2. Nearly all funds, local or foreign own them because of the liquidity which is good. But if every fund has to own them, won’t the price been chased up long ago to its intrinsic value?
3. Is there any conflict of interest with the investment banks who have funds holding these stocks, or have business dealing with the companies recommending these stocks?
4. Most companies recommended are big capitalized companies. What is the potential of high growth in order to achieve high return in the future?
5. These stocks are well known by everybody in the market, the institutions and retail players. What is the chance that they are selling at bargain price, and hence the chance of high return?
Do you have any hidden gem which is tucked in some where undiscovered, unloved and institutional investors have no mandate or interest to buy them for the time being, and selling at bargain price. The chance to earn 50% return a year, a double bagger, five baggers or even ten baggers. An ugly duckling which would turn to a beautiful swan in the near future? Which one and why?

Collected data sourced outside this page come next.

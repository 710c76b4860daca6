//! Buffer module: the row data model.
//!
//! This module contains:
//! - [`Row`]: one logical line, raw content plus tab-expanded render form
//! - [`TextBuffer`]: the ordered row store and its file-loading boundary
//! - [`TAB_STOP`]: the tab expansion width

mod row;
mod store;

pub use row::{Row, TAB_STOP};
pub use store::TextBuffer;
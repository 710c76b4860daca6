//! ni — a modal terminal text viewer/editor.
//!
//! Invocation: `ni [path]`. With no argument the editor opens on an empty
//! buffer; with one argument it loads that file's lines. There are no
//! flags and no subcommands.

use ni::{window_size, Editor, KeyDecoder, RawMode};
use std::env;
use std::io::{self, Write};
use std::path::Path;
use std::process::ExitCode;

fn main() -> ExitCode {
    match run() {
        Ok(()) => ExitCode::SUCCESS,
        Err(err) => {
            // The raw-mode guard has already restored the terminal by the
            // time an error reaches here. A terminal that failed mid-frame
            // is in an unknown visual state, so clear it before reporting.
            let mut stdout = io::stdout();
            let _ = stdout.write_all(b"\x1b[2J\x1b[H");
            let _ = stdout.flush();
            eprintln!("ni: {err}");
            ExitCode::FAILURE
        }
    }
}

fn run() -> ni::Result<()> {
    let _raw = RawMode::enable()?;
    let (rows, cols) = window_size()?;

    let mut editor = Editor::new(rows, cols);
    if let Some(path) = env::args_os().nth(1) {
        editor.open(Path::new(&path))?;
    }
    editor.set_status_message("Welcome");

    let mut keys = KeyDecoder::new(io::stdin());
    let mut out = io::stdout();
    editor.run(&mut keys, &mut out)
}
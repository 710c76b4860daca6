//! Escape-sequence decoder: raw bytes in, semantic key events out.
//!
//! The decoder sits directly on the raw-mode byte stream. Reads have
//! non-blocking-with-timeout semantics (VMIN=0, VTIME=1), which the
//! decoder leans on twice: the outer loop retries empty reads until a key
//! arrives, and the escape lookahead treats an empty read as "the sequence
//! ended here", degrading gracefully to a bare Esc instead of blocking on
//! a partial sequence.

use super::key::Key;
use std::io::{self, Read};

/// Decodes terminal input into [`Key`] events.
///
/// Generic over the byte source so the decode state machine can be tested
/// against in-memory streams, where hitting end-of-input models a timed
/// out read.
pub struct KeyDecoder<R> {
    source: R,
}

impl<R: Read> KeyDecoder<R> {
    /// Wrap a byte source.
    pub const fn new(source: R) -> Self {
        Self { source }
    }

    /// Block (bounded by the read timeout) until one key event is decoded.
    ///
    /// Produces exactly one event per call.
    ///
    /// # Errors
    ///
    /// Returns an error only if the underlying read fails; timeouts and
    /// partial sequences are not errors.
    pub fn read_key(&mut self) -> io::Result<Key> {
        let first = loop {
            if let Some(byte) = self.read_byte()? {
                break byte;
            }
        };

        if first == 0x1b {
            self.decode_escape()
        } else {
            Ok(Key::Char(first))
        }
    }

    /// Read one byte; `None` means the read timed out with nothing pending.
    fn read_byte(&mut self) -> io::Result<Option<u8>> {
        let mut byte = [0u8; 1];
        match self.source.read(&mut byte) {
            Ok(0) => Ok(None),
            Ok(_) => Ok(Some(byte[0])),
            Err(err)
                if matches!(
                    err.kind(),
                    io::ErrorKind::Interrupted | io::ErrorKind::WouldBlock
                ) =>
            {
                Ok(None)
            }
            Err(err) => Err(err),
        }
    }

    /// Decode the tail of an escape sequence.
    ///
    /// Two lookahead bytes are consumed before the bracket check, and a
    /// timeout at any step yields plain [`Key::Esc`] — an unrecognized or
    /// incomplete sequence degrades rather than erroring.
    fn decode_escape(&mut self) -> io::Result<Key> {
        let Some(first) = self.read_byte()? else {
            return Ok(Key::Esc);
        };
        let Some(second) = self.read_byte()? else {
            return Ok(Key::Esc);
        };
        if first != b'[' {
            return Ok(Key::Esc);
        }

        match second {
            b'0'..=b'9' => {
                let Some(third) = self.read_byte()? else {
                    return Ok(Key::Esc);
                };
                if third != b'~' {
                    return Ok(Key::Esc);
                }
                Ok(match second {
                    b'1' | b'7' => Key::Home,
                    b'3' => Key::Delete,
                    b'4' | b'8' => Key::End,
                    b'5' => Key::PageUp,
                    b'6' => Key::PageDown,
                    _ => Key::Esc,
                })
            }
            b'A' => Ok(Key::Up),
            b'B' => Ok(Key::Down),
            b'C' => Ok(Key::Right),
            b'D' => Ok(Key::Left),
            b'H' => Ok(Key::Home),
            b'F' => Ok(Key::End),
            _ => Ok(Key::Esc),
        }
    }
}
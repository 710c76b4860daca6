//! Crate error type: the fatal tier only.
//!
//! The engine has exactly two error tiers. Recoverable conditions —
//! unrecognized escape sequences, out-of-range cursor motion, an empty
//! command-buffer delete — are clamped or defaulted at the point of
//! detection and never construct an [`Error`]. What remains is fatal: a
//! terminal syscall failed or the requested file could not be opened, and
//! the process must report the failing operation and exit.

use std::io;
use thiserror::Error as ThisError;

/// Convenience alias used throughout the crate.
pub type Result<T> = std::result::Result<T, Error>;

/// A fatal condition.
#[derive(Debug, ThisError)]
pub enum Error {
    /// A terminal control syscall failed. The terminal may be stuck in a
    /// broken intermediate configuration, so no recovery is attempted.
    #[error("{op}: {source}")]
    Terminal {
        /// The failing operation, named after the syscall.
        op: &'static str,
        /// The underlying OS error.
        source: io::Error,
    },

    /// The file named on the command line could not be read.
    #[error("open {path}: {source}")]
    Open {
        /// Path as given on the command line.
        path: String,
        /// The underlying I/O error.
        source: io::Error,
    },
}

impl Error {
    /// Build a [`Error::Terminal`] constructor for `map_err` call sites.
    pub fn terminal(op: &'static str) -> impl FnOnce(io::Error) -> Self {
        move |source| Self::Terminal { op, source }
    }
}

#[cfg(test)]
mod tests {
    use super::*;

    #[test]
    fn test_terminal_error_names_the_operation() {
        let err = Error::terminal("tcsetattr")(io::Error::from_raw_os_error(9));
        assert!(err.to_string().starts_with("tcsetattr: "));
    }

    #[test]
    fn test_open_error_names_the_path() {
        let err = Error::Open {
            path: "missing.txt".into(),
            source: io::Error::from_raw_os_error(2),
        };
        assert!(err.to_string().starts_with("open missing.txt: "));
    }
}
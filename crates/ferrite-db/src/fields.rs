//! Column and foreign-key descriptors for DDL generation.
//!
//! A [`Field`] captures everything the compiler needs to render one column
//! definition: its canonical data type plus the optional/unique/default/
//! primary-key flags. A [`ForeignKey`] describes one referential
//! constraint. Both are plain data; the schema builder produces them and
//! the compiler renders them.

use crate::value::Value;

/// The identifier type of an `id` column.
#[derive(Debug, Clone, PartialEq, Eq, serde::Serialize, serde::Deserialize)]
pub enum IdKind {
    /// Auto-incrementing integer identifier.
    Int,
    /// UUID identifier.
    Uuid,
    /// A dialect-specific identifier type, rendered verbatim.
    Custom(String),
}

/// The canonical data type of a column.
///
/// Each variant maps to a dialect column type at compile time; see the
/// dialect's `column_type` hook for the concrete spellings.
#[derive(Debug, Clone, PartialEq, Eq, serde::Serialize, serde::Deserialize)]
pub enum DataType {
    /// An identifier column.
    Id(IdKind),
    /// A 64-bit signed integer.
    Int,
    /// A string, optionally length-limited.
    String(Option<usize>),
    /// A double-precision float.
    Double,
    /// A boolean.
    Bool,
    /// Raw binary data.
    Bytes,
    /// A date/time instant.
    Date,
    /// A dialect-specific column type, rendered verbatim.
    Custom(String),
}

/// Referential action applied on update or delete of a referenced row.
#[derive(Debug, Clone, Copy, PartialEq, Eq, serde::Serialize, serde::Deserialize)]
pub enum ReferentialAction {
    /// Take no action.
    NoAction,
    /// Prevent the operation if referencing rows exist.
    Restrict,
    /// Propagate the operation to referencing rows.
    Cascade,
    /// Set the referencing column to NULL.
    SetNull,
    /// Set the referencing column to its default value.
    SetDefault,
}

impl ReferentialAction {
    /// Returns the SQL keyword sequence for this action.
    pub const fn sql_keyword(&self) -> &'static str {
        match self {
            Self::NoAction => "NO ACTION",
            Self::Restrict => "RESTRICT",
            Self::Cascade => "CASCADE",
            Self::SetNull => "SET NULL",
            Self::SetDefault => "SET DEFAULT",
        }
    }
}

/// Complete definition of one column.
#[derive(Debug, Clone, PartialEq, serde::Serialize, serde::Deserialize)]
pub struct Field {
    /// The column name.
    pub name: String,
    /// The canonical data type.
    pub data_type: DataType,
    /// Whether NULL is allowed.
    pub optional: bool,
    /// Whether a UNIQUE constraint is applied.
    pub unique: bool,
    /// Default literal for the column.
    pub default: Option<Value>,
    /// Whether this column is the primary key.
    pub primary_key: bool,
}

impl Field {
    /// Creates a new field with the given name and type.
    ///
    /// All flags default off: non-optional, non-unique, no default, not a
    /// primary key.
    pub fn new(name: impl Into<String>, data_type: DataType) -> Self {
        Self {
            name: name.into(),
            data_type,
            optional: false,
            unique: false,
            default: None,
            primary_key: false,
        }
    }

    /// Shortcut for an integer `id` primary-key field.
    pub fn id() -> Self {
        Self::new("id", DataType::Id(IdKind::Int)).primary_key()
    }

    /// Shortcut for an integer field.
    pub fn int(name: impl Into<String>) -> Self {
        Self::new(name, DataType::Int)
    }

    /// Shortcut for an unbounded string field.
    pub fn string(name: impl Into<String>) -> Self {
        Self::new(name, DataType::String(None))
    }

    /// Shortcut for a length-limited string field.
    pub fn string_with_length(name: impl Into<String>, length: usize) -> Self {
        Self::new(name, DataType::String(Some(length)))
    }

    /// Shortcut for a double field.
    pub fn double(name: impl Into<String>) -> Self {
        Self::new(name, DataType::Double)
    }

    /// Shortcut for a boolean field.
    pub fn bool(name: impl Into<String>) -> Self {
        Self::new(name, DataType::Bool)
    }

    /// Shortcut for a binary field.
    pub fn bytes(name: impl Into<String>) -> Self {
        Self::new(name, DataType::Bytes)
    }

    /// Shortcut for a date/time field.
    pub fn date(name: impl Into<String>) -> Self {
        Self::new(name, DataType::Date)
    }

    /// Allows NULL values for this field.
    #[must_use]
    pub const fn optional(mut self) -> Self {
        self.optional = true;
        self
    }

    /// Adds a UNIQUE constraint to this field.
    #[must_use]
    pub const fn unique(mut self) -> Self {
        self.unique = true;
        self
    }

    /// Sets the default literal for this field.
    #[must_use]
    pub fn default_value(mut self, value: impl Into<Value>) -> Self {
        self.default = Some(value.into());
        self
    }

    /// Marks this field as the primary key.
    #[must_use]
    pub const fn primary_key(mut self) -> Self {
        self.primary_key = true;
        self
    }
}

/// One foreign-key constraint between two tables.
#[derive(Debug, Clone, PartialEq, Eq, serde::Serialize, serde::Deserialize)]
pub struct ForeignKey {
    /// The owning column on the table being defined.
    pub field: String,
    /// The referenced column on the target table.
    pub references_field: String,
    /// The referenced table.
    pub references_table: String,
    /// Optional explicit constraint name.
    pub name: Option<String>,
    /// Action on update of the referenced row.
    pub on_update: ReferentialAction,
    /// Action on delete of the referenced row.
    pub on_delete: ReferentialAction,
}

impl ForeignKey {
    /// Creates a foreign key with `NO ACTION` semantics on both events.
    pub fn new(
        field: impl Into<String>,
        references_table: impl Into<String>,
        references_field: impl Into<String>,
    ) -> Self {
        Self {
            field: field.into(),
            references_field: references_field.into(),
            references_table: references_table.into(),
            name: None,
            on_update: ReferentialAction::NoAction,
            on_delete: ReferentialAction::NoAction,
        }
    }

    /// Sets an explicit constraint name.
    #[must_use]
    pub fn named(mut self, name: impl Into<String>) -> Self {
        self.name = Some(name.into());
        self
    }

    /// Sets the ON UPDATE action.
    #[must_use]
    pub const fn on_update(mut self, action: ReferentialAction) -> Self {
        self.on_update = action;
        self
    }

    /// Sets the ON DELETE action.
    #[must_use]
    pub const fn on_delete(mut self, action: ReferentialAction) -> Self {
        self.on_delete = action;
        self
    }
}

Posted by Joshua Lee > Oct 16, 2013 04:51 PM | Report Abuse KCChongNZ, would mind help to value BJFood? It looks interesting but PE is rather high right now. Thanks in advance!
Let’s use Cold Eye's 5 yardsticks to evaluate BJFood basing its financial statement in 2013 to see if this company is worth investing as shown below:
5 yardstick of investing by Cold Eye BJFood 1.720 17/10/2013 Revenue 121915 1 ROE 13.3% >12% ok Net profit 19007 Equity 143038 2 Cash flows CFFO 11517 61% Bad FCF 817 0.7% ok 3 PE ratio 26.1 >10 Bad Price 1.720 EPS 0.066 4 Dividend yield Dividend , sen 3.5 Dividend yield 2.0% <3% ok 5 Price/NTA 3.13 >2 Bad NTA 0.55
As you can see, I don’t have any “good” remark. The best being just ok and many “bad”. Its ROE is just ok at 13.3%. The quality of BJFood’s earnings is not very good. Cash flow from operation is only 61% of its earnings. It has little free cash flow, less than 1% of revenue.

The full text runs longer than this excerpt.